With banks likely to be the sector hardest hit by Brexit, the IMF said the costs of doing business would rise and regulation would become more complex. “The challenges stemming from Brexit could undermine financial stability in ways that are difficult to estimate or predict at this juncture,” it added.
Separately, the IMF said it expects the Irish economy to grow by 3.5 per cent in 2017 and 3.2 per cent next year. This is below the Department of Finance’s revised estimate of 4.3 per cent growth for 2017.
Despite the growth, structural problems such as low productivity growth and high income inequality “are likely to persist”, the IMF said.
“Inward-looking policies threaten global economic integration and the co-operative global economic order, which have served the world economy – especially emerging market and developing economies – well.”
Minister for Finance Michael Noonan was in New York before flying to Washington for the IMF's spring meeting, as well as that of the World Bank. On the agenda was the state of the global economy and how to keep another post-crisis recovery from stalling.
A series of investor meetings was organised by the National Treasury Management Agency.
Supply crisis in housing laid bare
The housing crisis continues to dog the Government as new figures this week laid bare the extent of the dearth in supply, as property prices continue to rise.
Minister for Housing Simon Coveney indicated that about 35,000 new homes are needed every year to begin making a dent. He was responding to figures from the 2016 census published on Thursday, which revealed that total housing stock grew by just 8,800 (0.4 per cent) in the five years up to last year.

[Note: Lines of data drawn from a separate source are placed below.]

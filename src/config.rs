//! Application configuration, read from a YAML file.
//!
//! ```yaml
//! logger:
//!   enable: true
//!   level: info
//!   format: compact
//! labeling:
//!   base_uri: "http://meta.icos-cp.eu/ontologies/stationentry/"
//!   provisional_graph: "http://meta.icos-cp.eu/ontologies/stationentry/"
//!   labeling_graph: "http://meta.icos-cp.eu/resources/stationlabeling/"
//!   themes:
//!     atmosphere:
//!       owl_class: "http://meta.icos-cp.eu/ontologies/stationentry/AS"
//!       properties: [hasShortName, hasLongName]
//! ```

use std::collections::BTreeMap;
use std::path::{Path, PathBuf};

use serde::{Deserialize, Serialize};
use thiserror::Error;
use validator::{Validate, ValidationError};

use crate::labeling::{LayerGraphs, PropertyLookup, Theme};
use crate::logger::{Format, LogLevel};

const STATION_ENTRY: &str = "http://meta.icos-cp.eu/ontologies/stationentry/";
const STATION_LABELING: &str = "http://meta.icos-cp.eu/resources/stationlabeling/";

#[derive(Debug, Error)]
pub enum ConfigError {
    #[error("cannot read config file {}", .path.display())]
    Io {
        path: PathBuf,
        source: std::io::Error,
    },
    #[error("cannot parse config")]
    Yaml(#[from] serde_yaml::Error),
    #[error("invalid config: {0}")]
    Invalid(#[from] validator::ValidationErrors),
}

/// Root configuration.
#[derive(Clone, Debug, Default, Deserialize, Serialize, Validate)]
pub struct Config {
    #[serde(default)]
    pub logger: Logger,
    #[serde(default)]
    #[validate(nested)]
    pub labeling: LabelingSettings,
}

impl Config {
    /// Parses and validates configuration from YAML text.
    ///
    /// # Errors
    ///
    /// Returns an error when the YAML is malformed or fails validation.
    pub fn from_yaml_str(content: &str) -> Result<Self, ConfigError> {
        let config: Self = serde_yaml::from_str(content)?;
        config.validate()?;
        Ok(config)
    }

    /// Reads configuration from a YAML file.
    ///
    /// # Errors
    ///
    /// Returns an error when the file cannot be read or its content is
    /// invalid.
    pub fn from_file(path: impl AsRef<Path>) -> Result<Self, ConfigError> {
        let path = path.as_ref();
        let content = std::fs::read_to_string(path).map_err(|source| ConfigError::Io {
            path: path.to_path_buf(),
            source,
        })?;
        Self::from_yaml_str(&content)
    }
}

/// Logger configuration.
#[derive(Clone, Debug, Deserialize, Serialize)]
pub struct Logger {
    /// Enable log write to stdout
    pub enable: bool,

    /// Set the logger level.
    ///
    /// * options: `trace` | `debug` | `info` | `warn` | `error`
    #[serde(default)]
    pub level: LogLevel,

    /// Set the logger format.
    ///
    /// * options: `compact` | `pretty` | `json`
    #[serde(default)]
    pub format: Format,

    /// Override our custom tracing filter.
    ///
    /// Set this to your own filter if you want to see traces from internal
    /// libraries. See more [here](https://docs.rs/tracing-subscriber/latest/tracing_subscriber/filter/struct.EnvFilter.html#directives)
    pub override_filter: Option<String>,
}

impl Default for Logger {
    fn default() -> Self {
        Self {
            enable: true,
            level: LogLevel::default(),
            format: Format::default(),
            override_filter: None,
        }
    }
}

/// Properties a theme's station form edits, and the OWL class its stations
/// are typed with.
#[derive(Clone, Debug, PartialEq, Eq, Deserialize, Serialize)]
pub struct ThemeSettings {
    pub owl_class: String,
    pub properties: Vec<String>,
}

/// Graph layout of the labeling triple store.
#[derive(Clone, Debug, PartialEq, Eq, Deserialize, Serialize, Validate)]
pub struct LabelingSettings {
    /// Namespace every station property lives under.
    #[validate(length(min = 1))]
    pub base_uri: String,
    /// Graph holding provisional registration data.
    #[validate(length(min = 1))]
    pub provisional_graph: String,
    /// Graph holding data edited during labeling.
    #[validate(length(min = 1))]
    pub labeling_graph: String,
    #[validate(custom(function = "validate_themes"))]
    pub themes: BTreeMap<Theme, ThemeSettings>,
}

impl Default for LabelingSettings {
    fn default() -> Self {
        let theme = |class: &str, extra: &[&str]| {
            let mut properties: Vec<String> =
                COMMON_PROPERTIES.iter().map(ToString::to_string).collect();
            properties.extend(extra.iter().map(ToString::to_string));
            ThemeSettings {
                owl_class: format!("{STATION_ENTRY}{class}"),
                properties,
            }
        };
        Self {
            base_uri: STATION_ENTRY.to_string(),
            provisional_graph: STATION_ENTRY.to_string(),
            labeling_graph: STATION_LABELING.to_string(),
            themes: BTreeMap::from([
                (
                    Theme::Atmosphere,
                    theme("AS", &["hasElevationAboveGround", "hasElevationAboveSea"]),
                ),
                (
                    Theme::Ecosystem,
                    theme("ES", &["hasEcosystemType", "hasElevationAboveSea"]),
                ),
                (Theme::Ocean, theme("OS", &["hasPlatformType"])),
            ]),
        }
    }
}

fn validate_themes(themes: &BTreeMap<Theme, ThemeSettings>) -> Result<(), ValidationError> {
    if themes
        .values()
        .any(|theme| theme.owl_class.is_empty() || theme.properties.is_empty())
    {
        return Err(ValidationError::new("theme_incomplete"));
    }
    Ok(())
}

const COMMON_PROPERTIES: [&str; 8] = [
    "hasShortName",
    "hasLongName",
    "hasLat",
    "hasLon",
    "hasAddress",
    "hasWebsite",
    "hasStationClass",
    "hasApplicationStatus",
];

impl LabelingSettings {
    /// Theme of stations typed with `owl_class`.
    #[must_use]
    pub fn theme_of(&self, owl_class: &str) -> Option<Theme> {
        self.themes
            .iter()
            .find(|(_, settings)| settings.owl_class == owl_class)
            .map(|(theme, _)| *theme)
    }

    /// Predicate lookup of the properties edited for `theme`.
    #[must_use]
    pub fn property_lookup(&self, theme: Theme) -> Option<PropertyLookup> {
        self.themes
            .get(&theme)
            .map(|settings| PropertyLookup::new(&self.base_uri, settings.properties.iter().cloned()))
    }

    #[must_use]
    pub fn graphs(&self) -> LayerGraphs<'_> {
        LayerGraphs {
            provisional: &self.provisional_graph,
            labeling: &self.labeling_graph,
        }
    }
}

#[cfg(test)]
mod tests {
    use super::*;

    #[test]
    fn defaults_cover_every_theme() {
        let settings = LabelingSettings::default();
        for theme in Theme::ALL {
            let lookup = settings.property_lookup(theme).expect("configured");
            assert_eq!(
                lookup.name_of(&format!("{STATION_ENTRY}hasShortName")),
                Some("hasShortName")
            );
        }
        assert_eq!(
            settings.theme_of("http://meta.icos-cp.eu/ontologies/stationentry/OS"),
            Some(Theme::Ocean)
        );
        assert_eq!(settings.theme_of("http://example.org/Other"), None);
    }

    #[test]
    fn parses_yaml_with_defaults() {
        let config = Config::from_yaml_str(
            r#"
labeling:
  base_uri: "http://example.org/onto/"
  provisional_graph: "http://example.org/onto/"
  labeling_graph: "http://example.org/labeling/"
  themes:
    ocean:
      owl_class: "http://example.org/onto/OS"
      properties: [hasShortName]
"#,
        )
        .expect("valid config");

        assert!(config.logger.enable);
        assert_eq!(config.logger.level, LogLevel::Info);
        assert_eq!(config.labeling.themes.len(), 1);
        assert!(config.labeling.property_lookup(Theme::Atmosphere).is_none());
        assert_eq!(config.labeling.graphs().labeling, "http://example.org/labeling/");
    }

    #[test]
    fn rejects_empty_graph_names() {
        let err = Config::from_yaml_str(
            r#"
labeling:
  base_uri: "http://example.org/onto/"
  provisional_graph: ""
  labeling_graph: "http://example.org/labeling/"
  themes: {}
"#,
        )
        .expect_err("empty graph");
        assert!(matches!(err, ConfigError::Invalid(_)));
    }

    #[test]
    fn rejects_theme_without_properties() {
        let err = Config::from_yaml_str(
            r#"
labeling:
  base_uri: "http://example.org/onto/"
  provisional_graph: "http://example.org/onto/"
  labeling_graph: "http://example.org/labeling/"
  themes:
    ocean:
      owl_class: "http://example.org/onto/OS"
      properties: []
"#,
        )
        .expect_err("no properties");
        assert!(matches!(err, ConfigError::Invalid(_)));
    }

    #[test]
    fn reports_missing_file() {
        let err = Config::from_file("does/not/exist.yaml").expect_err("missing");
        assert!(matches!(err, ConfigError::Io { .. }));
    }
}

The overall rate of home ownership has declined to its lowest since 1971 and more than 62,000 holiday homes are lying empty in the State. The figures show a total of 2,003,645 houses and apartments were enumerated in the 2016 census in April last year.
Separately, the Central Statistics Office (CSO) published figures that show property prices rose by 10.7 per cent in the 12 months to the end of February.
The year-on-year increase was nearly three percentage points higher than the annual rate of inflation recorded in January and comes on the back of a string of indicators pointing to a pick-up in house prices in the first quarter of 2017.
Prices nationally rose by 1.5 per cent in February. In Dublin, where supply pressures are most evident, prices climbed by 8.3 per cent in the year to the end of February, having been as low as 2.2 per cent in September 2015.
Meanwhile, the State’s finance agency is seeking bids for the development and operation of six social housing sites.
The National Development Finance Agency (NDFA), an arm of the National Treasury Management Agency and responsible for public-private partnership (PPP) projects, is planning up to 560 housing units on the six sites.
The number of units per site at six developments across Co Dublin, Co Kildare, Co Wicklow and Co Louth will vary from 50 to 150, according to tendering documents, while the project is expected to run for 25 years.
Positive results in earnings season
In company news, almost 88 per cent of Ireland’s publicly-quoted firms reported earnings in recent months that either met or beat markets expectations.
However, a Merrion Capital review of the earnings season across 33 Irish companies highlighted that baked goods producer Aryzta, Ryanair, Tullow Oil and financial services company IFG Group posted results that missed expectations.
On average, companies delivered 8 per cent earnings per share growth despite a slump in sterling against the euro impacting many companies.
CRH, Kerry Group, Grafton, Greencore, Cairn Homes and FBD Holdings were among 16 quoted companies whose EPS beat forecasts as most groups reported full-year results.